Note: The strategy will invest principally in financial derivative instruments (FDI) and will use FDI for investment, hedging and efficient portfolio management purposes.
Due to the nature of the strategy, the strategy is likely to experience losses when global equity markets are flat or rising and/or volatility is low or declining.
Investment team
The strategy is managed by an experienced team of investors, from across our multi-asset and absolute-return teams. The team has significant experience in the structuring and implementation of both tactical and systematic hedging, along with experience in investing in a broad range of quantitative investment strategies.
Want to find out more?
Your capital may be at risk. The value of investments and the income from them can fall as well as rise and investors may not get back the original amount invested.
Key investment risks
- Objective/performance risk: There is no guarantee that the strategy will achieve its objectives.

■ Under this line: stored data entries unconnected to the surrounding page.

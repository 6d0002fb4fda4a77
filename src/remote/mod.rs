//! HTTP clients for the remote genome services.
//!
//! Both services sit behind narrow traits so the pipeline can be exercised
//! in tests with in-memory fakes instead of live endpoints:
//!
//! - [`AlignmentService`]: resolve genomic hits for a sequence (BLAT)
//! - [`SequenceService`]: fetch raw sequence for an interval (UCSC API)

use std::time::Duration;

use thiserror::Error;

pub mod blat;
pub mod sequence;

pub use blat::{BlatClient, BlatHit};
pub use sequence::SequenceClient;

/// Bound on every remote call, so a stalled service cannot hang a batch.
pub const REQUEST_TIMEOUT: Duration = Duration::from_secs(30);

#[derive(Error, Debug)]
pub enum RemoteError {
    #[error("HTTP request failed: {0}")]
    Http(#[from] reqwest::Error),

    #[error("unexpected {service} response: {message}")]
    BadResponse {
        service: &'static str,
        message: String,
    },
}

/// Resolves genomic alignments for a DNA sequence.
pub trait AlignmentService {
    /// Return all reported hits for `seq`, unfiltered and with the service's
    /// native (0-based) coordinates.
    ///
    /// # Errors
    ///
    /// Returns `RemoteError` on network failure, non-2xx status, or a
    /// response the client cannot interpret.
    fn locate(&self, seq: &str) -> Result<Vec<BlatHit>, RemoteError>;
}

/// Fetches raw genomic sequence for an interval.
pub trait SequenceService {
    /// Return the bases covering `chrom:start-end`, as served (no strand
    /// correction, no case normalization).
    ///
    /// # Errors
    ///
    /// Returns `RemoteError` on network failure, non-2xx status, or a
    /// response the client cannot interpret.
    fn fetch(&self, chrom: &str, start: u64, end: u64) -> Result<String, RemoteError>;
}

- Derivatives risk: Derivatives are highly sensitive to changes in the value of the asset from which their value is derived. A small movement in the value of the underlying asset can cause a large movement in the value of the derivative. This can increase the sizes of losses and gains, causing the value of your investment to fluctuate. When using derivatives, the strategy can lose significantly more than the amount it has invested in derivatives.
- Changes in interest rates & inflation risk: Investments in bonds/money market securities are affected by interest rates and inflation trends which may negatively affect the value of the strategy.
- Credit ratings and unrated securities risk: Bonds with a low credit rating or unrated bonds have a greater risk of default. These investments may negatively affect the value of the strategy.
- Credit risk: The issuer of a security held by the strategy may not pay income or repay capital to the strategy when due.
- Emerging markets risk: Emerging Markets have additional risks due to less-developed market practices.
- Counterparty risk: The insolvency of any institutions providing services such as custody of assets or acting as a counterparty to derivatives or other contractual arrangements, may expose the strategy to financial loss.